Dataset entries
Segment Open

//! Reporter: periodically snapshots the registry and pushes it to the
//! collector, per metric and as a batch.

use crate::registry::{SharedRegistry, POLL_COUNT};
use crate::sampler::Sample;
use crate::sender::MetricSender;
use pulsemon_common::types::Metric;
use std::time::Duration;
use tokio::sync::{mpsc, oneshot};
use tokio::time::{interval, MissedTickBehavior};
use tokio_util::sync::CancellationToken;

pub struct Reporter<S> {
    registry: SharedRegistry,
    sender: S,
    period: Duration,
    data_tx: mpsc::Sender<Sample>,
}

impl<S: MetricSender> Reporter<S> {
    pub fn new(
        registry: SharedRegistry,
        sender: S,
        period: Duration,
        data_tx: mpsc::Sender<Sample>,
    ) -> Self {
        Self {
            registry,
            sender,
            period,
            data_tx,
        }
    }

    /// One combine-and-send pass: snapshot the registry under its lock,
    /// release, push each metric individually, then push the whole slice as
    /// a batch. A failed single push never stops the batch; batch failures
    /// are logged and not retried. If the `PollCount` single push
    /// succeeded, an explicit zero counter-write is enqueued afterwards so
    /// the registry resets without reading any state back.
    async fn combine_and_send(&self) {
        let list: Vec<Metric> = self
            .registry
            .lock()
            .unwrap_or_else(|e| e.into_inner())
            .snapshot();

        let mut reset_requested = false;
        for m in &list {
            match self.sender.send_one(m).await {
                Ok(()) => {
                    if m.id == POLL_COUNT {
                        reset_requested = true;
                    }
                }
                Err(e) => {
                    tracing::warn!(metric = %m.id, error = %e, "single-metric push failed");
                }
            }
        }

        if !list.is_empty() {
            if let Err(e) = self.sender.send_batch(&list).await {
                tracing::warn!(error = %e, "batch push failed");
            }
        }

        if reset_requested {
            // The writer may already be gone during shutdown; that loses
            // nothing since the registry dies with the process.
            let _ = self.data_tx.send(Sample::counter(POLL_COUNT, 0)).await;
        }
    }

    /// Runs until cancellation, reporting once per period. On cancel it
    /// performs exactly one extra combine-and-send pass, then signals
    /// `done_tx` so the lifecycle can bound the drain.
    pub async fn run(self, token: CancellationToken, done_tx: oneshot::Sender<()>) {
        tracing::info!(period = ?self.period, "reporter started");
        let mut tick = interval(self.period);
        tick.set_missed_tick_behavior(MissedTickBehavior::Skip);
        tick.tick().await; // consume the immediate first tick
        loop {
            tokio::select! {
                biased;

                _ = token.cancelled() => {
                    tracing::info!("cancelled, sending processed data");
                    self.combine_and_send().await;
                    let _ = done_tx.send(());
                    tracing::info!("reporter stopped");
                    return;
                }
                _ = tick.tick() => {
                    self.combine_and_send().await;
                }
            }
        }
    }
}
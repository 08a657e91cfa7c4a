//! Sampler workers: a shared ticker fans a sync signal out to the runtime
//! and memory samplers; the CPU sampler paces itself on its measurement
//! window. All samples flow into one channel drained by the registry
//! writer.

use rand::Rng;
use std::time::Duration;
use sysinfo::{Pid, ProcessesToUpdate, System};
use tokio::sync::{broadcast, mpsc};
use tokio::time::{interval, MissedTickBehavior};
use tokio_util::sync::CancellationToken;

/// Window the CPU sampler measures utilization over. Deliberately not tied
/// to the poll interval.
pub const CPU_POLL_WINDOW: Duration = Duration::from_secs(10);

/// Untagged carrier between samplers and the registry writer. The writer
/// decides the metric kind by name, so only one of the two payload fields
/// is meaningful per sample.
#[derive(Debug, Clone, PartialEq)]
pub struct Sample {
    pub name: String,
    pub gauge: f64,
    pub counter: i64,
}

impl Sample {
    pub fn gauge(name: impl Into<String>, value: f64) -> Self {
        Self {
            name: name.into(),
            gauge: value,
            counter: 0,
        }
    }

    pub fn counter(name: impl Into<String>, delta: i64) -> Self {
        Self {
            name: name.into(),
            gauge: 0.0,
            counter: delta,
        }
    }
}

/// Emits one sync signal per poll interval to every subscribed sampler.
pub async fn run_ticker(
    period: Duration,
    sync_tx: broadcast::Sender<()>,
    token: CancellationToken,
) {
    let mut tick = interval(period);
    tick.set_missed_tick_behavior(MissedTickBehavior::Skip);
    tick.tick().await; // consume the immediate first tick
    loop {
        tokio::select! {
            biased;

            _ = token.cancelled() => {
                tracing::info!("ticker stopped");
                return;
            }
            _ = tick.tick() => {
                // Receivers may lag or be gone during shutdown.
                let _ = sync_tx.send(());
            }
        }
    }
}

/// Samples the agent process's own runtime statistics on every sync tick.
///
/// The emitted name set is a fixed part of the collector contract.
/// Allocator and GC counters with no host-side equivalent report zero so
/// the set stays stable.
pub struct RuntimeSampler {
    system: System,
    pid: Pid,
    poll_count: i64,
}

impl RuntimeSampler {
    pub fn new() -> anyhow::Result<Self> {
        let pid = sysinfo::get_current_pid().map_err(anyhow::Error::msg)?;
        Ok(Self {
            system: System::new(),
            pid,
            poll_count: 0,
        })
    }

    fn collect(&mut self) -> Vec<Sample> {
        self.system
            .refresh_processes(ProcessesToUpdate::Some(&[self.pid]));
        let (rss, virt) = match self.system.process(self.pid) {
            Some(p) => (p.memory() as f64, p.virtual_memory() as f64),
            None => (0.0, 0.0),
        };
        self.poll_count += 1;

        let mut out = Vec::with_capacity(29);
        let mut gauge = |name: &str, value: f64| out.push(Sample::gauge(name, value));

        gauge("Alloc", rss);
        gauge("TotalAlloc", virt);
        gauge("BuckHashSys", 0.0);
        gauge("Frees", 0.0);
        gauge("GCCPUFraction", 0.0);
        gauge("GCSys", 0.0);
        gauge("HeapAlloc", rss);
        gauge("HeapIdle", (virt - rss).max(0.0));
        gauge("HeapInuse", rss);
        gauge("HeapObjects", 0.0);
        gauge("HeapReleased", 0.0);
        gauge("HeapSys", virt);
        gauge("LastGC", 0.0);
        gauge("Lookups", 0.0);
        gauge("MCacheInuse", 0.0);
        gauge("MCacheSys", 0.0);
        gauge("MSpanInuse", 0.0);
        gauge("MSpanSys", 0.0);
        gauge("Mallocs", 0.0);
        gauge("NextGC", 0.0);
        gauge("NumForcedGC", 0.0);
        gauge("NumGC", 0.0);
        gauge("OtherSys", 0.0);
        gauge("PauseTotalNs", 0.0);
        gauge("StackInuse", 0.0);
        gauge("StackSys", 0.0);
        gauge("Sys", virt);
        gauge("RandomValue", rand::thread_rng().gen::<f64>() * 100.0);
        out.push(Sample::counter("PollCount", 1));
        out
    }

    pub async fn run(
        mut self,
        data_tx: mpsc::Sender<Sample>,
        mut sync_rx: broadcast::Receiver<()>,
        token: CancellationToken,
    ) {
        loop {
            tokio::select! {
                biased;

                _ = token.cancelled() => {
                    tracing::info!("runtime sampler stopped");
                    return;
                }
                tick = sync_rx.recv() => {
                    match tick {
                        Ok(()) | Err(broadcast::error::RecvError::Lagged(_)) => {
                            for sample in self.collect() {
                                if data_tx.send(sample).await.is_err() {
                                    return;
                                }
                            }
                        }
                        Err(broadcast::error::RecvError::Closed) => return,
                    }
                }
            }
        }
    }
}

/// Samples host memory totals on every sync tick.
pub struct MemorySampler {
    system: System,
}

impl MemorySampler {
    pub fn new() -> Self {
        Self {
            system: System::new(),
        }
    }

    fn collect(&mut self) -> Vec<Sample> {
        self.system.refresh_memory();
        vec![
            Sample::gauge("TotalMemory", self.system.total_memory() as f64),
            Sample::gauge("FreeMemory", self.system.free_memory() as f64),
        ]
    }

    pub async fn run(
        mut self,
        data_tx: mpsc::Sender<Sample>,
        mut sync_rx: broadcast::Receiver<()>,
        token: CancellationToken,
    ) {
        loop {
            tokio::select! {
                biased;

                _ = token.cancelled() => {
                    tracing::info!("memory sampler stopped");
                    return;
                }
                tick = sync_rx.recv() => {
                    match tick {
                        Ok(()) | Err(broadcast::error::RecvError::Lagged(_)) => {
                            for sample in self.collect() {
                                if data_tx.send(sample).await.is_err() {
                                    return;
                                }
                            }
                        }
                        Err(broadcast::error::RecvError::Closed) => return,
                    }
                }
            }
        }
    }
}

/// Measures per-core CPU utilization over [`CPU_POLL_WINDOW`] and emits one
/// `CPUutilization<i>` gauge per logical CPU. Runs on its own cadence.
pub async fn run_cpu_sampler(data_tx: mpsc::Sender<Sample>, token: CancellationToken) {
    let mut system = System::new();
    system.refresh_cpu_all();
    loop {
        tokio::select! {
            biased;

            _ = token.cancelled() => {
                tracing::info!("cpu sampler stopped");
                return;
            }
            _ = tokio::time::sleep(CPU_POLL_WINDOW) => {
                system.refresh_cpu_all();
                for (i, cpu) in system.cpus().iter().enumerate() {
                    let sample = Sample::gauge(
                        format!("CPUutilization{i}"),
                        f64::from(cpu.cpu_usage()),
                    );
                    if data_tx.send(sample).await.is_err() {
                        return;
                    }
                }
            }
        }
    }
}
//! pulsemon-agent: collects host and process metrics and pushes them to
//! the collector over HTTP/JSON or the binary RPC.

mod config;
mod netutil;
mod registry;
mod reporter;
mod sampler;
mod sender;

use anyhow::{bail, Result};
use reporter::Reporter;
use sender::{GrpcSender, HttpSender, MetricSender};
use std::time::Duration;
use tokio::sync::{broadcast, mpsc, oneshot};
use tokio::time::timeout;
use tokio_util::sync::CancellationToken;
use tracing_subscriber::EnvFilter;

/// How long the lifecycle waits for the reporter's final drain.
const SHUTDOWN_GRACE: Duration = Duration::from_secs(3);

async fn shutdown_signal() {
    #[cfg(unix)]
    {
        use tokio::signal::unix::{signal, SignalKind};
        let mut terminate =
            signal(SignalKind::terminate()).expect("cannot install SIGTERM handler");
        let mut quit = signal(SignalKind::quit()).expect("cannot install SIGQUIT handler");
        tokio::select! {
            _ = tokio::signal::ctrl_c() => {}
            _ = terminate.recv() => {}
            _ = quit.recv() => {}
        }
    }
    #[cfg(not(unix))]
    {
        let _ = tokio::signal::ctrl_c().await;
    }
}

fn spawn_reporter<S: MetricSender + 'static>(
    sender: S,
    registry: registry::SharedRegistry,
    period: Duration,
    data_tx: mpsc::Sender<sampler::Sample>,
    token: CancellationToken,
) -> oneshot::Receiver<()> {
    let (done_tx, done_rx) = oneshot::channel();
    let reporter = Reporter::new(registry, sender, period, data_tx);
    tokio::spawn(reporter.run(token, done_tx));
    done_rx
}

#[tokio::main]
async fn main() -> Result<()> {
    tracing_subscriber::fmt()
        .with_env_filter(EnvFilter::from_default_env().add_directive("pulsemon=info".parse()?))
        .init();

    let cfg = config::load()?;
    tracing::info!(
        address = %cfg.address,
        poll = ?cfg.poll_interval,
        report = ?cfg.report_interval,
        transport = ?cfg.transport,
        "pulsemon-agent starting"
    );

    let source_ip = match cfg.source_ip.clone() {
        Some(ip) => Some(ip),
        None => match netutil::local_ip(&cfg.address) {
            Ok(ip) => Some(ip),
            Err(e) => {
                tracing::warn!(error = %e, "cannot detect local source address");
                None
            }
        },
    };

    let token = CancellationToken::new();
    let registry = registry::new_registry();
    let (data_tx, data_rx) = mpsc::channel::<sampler::Sample>(64);
    let (sync_tx, _) = broadcast::channel::<()>(4);

    tokio::spawn(sampler::run_ticker(
        cfg.poll_interval,
        sync_tx.clone(),
        token.clone(),
    ));
    tokio::spawn(registry::run_writer(
        registry.clone(),
        data_rx,
        token.clone(),
    ));
    tokio::spawn(
        sampler::RuntimeSampler::new()?.run(data_tx.clone(), sync_tx.subscribe(), token.clone()),
    );
    tokio::spawn(
        sampler::MemorySampler::new().run(data_tx.clone(), sync_tx.subscribe(), token.clone()),
    );
    tokio::spawn(sampler::run_cpu_sampler(data_tx.clone(), token.clone()));

    let done_rx = match cfg.transport {
        config::Transport::Http => {
            let sender = HttpSender::new(&cfg, source_ip)?;
            spawn_reporter(
                sender,
                registry.clone(),
                cfg.report_interval,
                data_tx.clone(),
                token.clone(),
            )
        }
        config::Transport::Rpc => {
            let sender = GrpcSender::connect(&cfg, source_ip).await?;
            spawn_reporter(
                sender,
                registry.clone(),
                cfg.report_interval,
                data_tx.clone(),
                token.clone(),
            )
        }
    };

    shutdown_signal().await;
    tracing::info!("shutdown signal received, draining");
    token.cancel();

    match timeout(SHUTDOWN_GRACE, done_rx).await {
        Ok(Ok(())) => {
            tracing::info!("drain complete");
            Ok(())
        }
        _ => bail!("reporter did not drain within {SHUTDOWN_GRACE:?}"),
    }
}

Segment Closed

* YOUR TASK *
Once you find the line with "for m in &list" above, print it and every line after it up to and including the line with "CancellationToken, done_tx: oneshot::Sender<()>)", exactly as written and nothing else.

* RESULT OF THE TASK *
        for m in &list {
            match self.sender.send_one(m).await {
                Ok(()) => {
                    if m.id == POLL_COUNT {
                        reset_requested = true;
                    }
                }
                Err(e) => {
                    tracing::warn!(metric = %m.id, error = %e, "single-metric push failed");
                }
            }
        }

        if !list.is_empty() {
            if let Err(e) = self.sender.send_batch(&list).await {
                tracing::warn!(error = %e, "batch push failed");
            }
        }

        if reset_requested {
            // The writer may already be gone during shutdown; that loses
            // nothing since the registry dies with the process.
            let _ = self.data_tx.send(Sample::counter(POLL_COUNT, 0)).await;
        }
    }

    /// Runs until cancellation, reporting once per period. On cancel it
    /// performs exactly one extra combine-and-send pass, then signals
    /// `done_tx` so the lifecycle can bound the drain.
    pub async fn run(self, token: CancellationToken, done_tx: oneshot::Sender<()>) {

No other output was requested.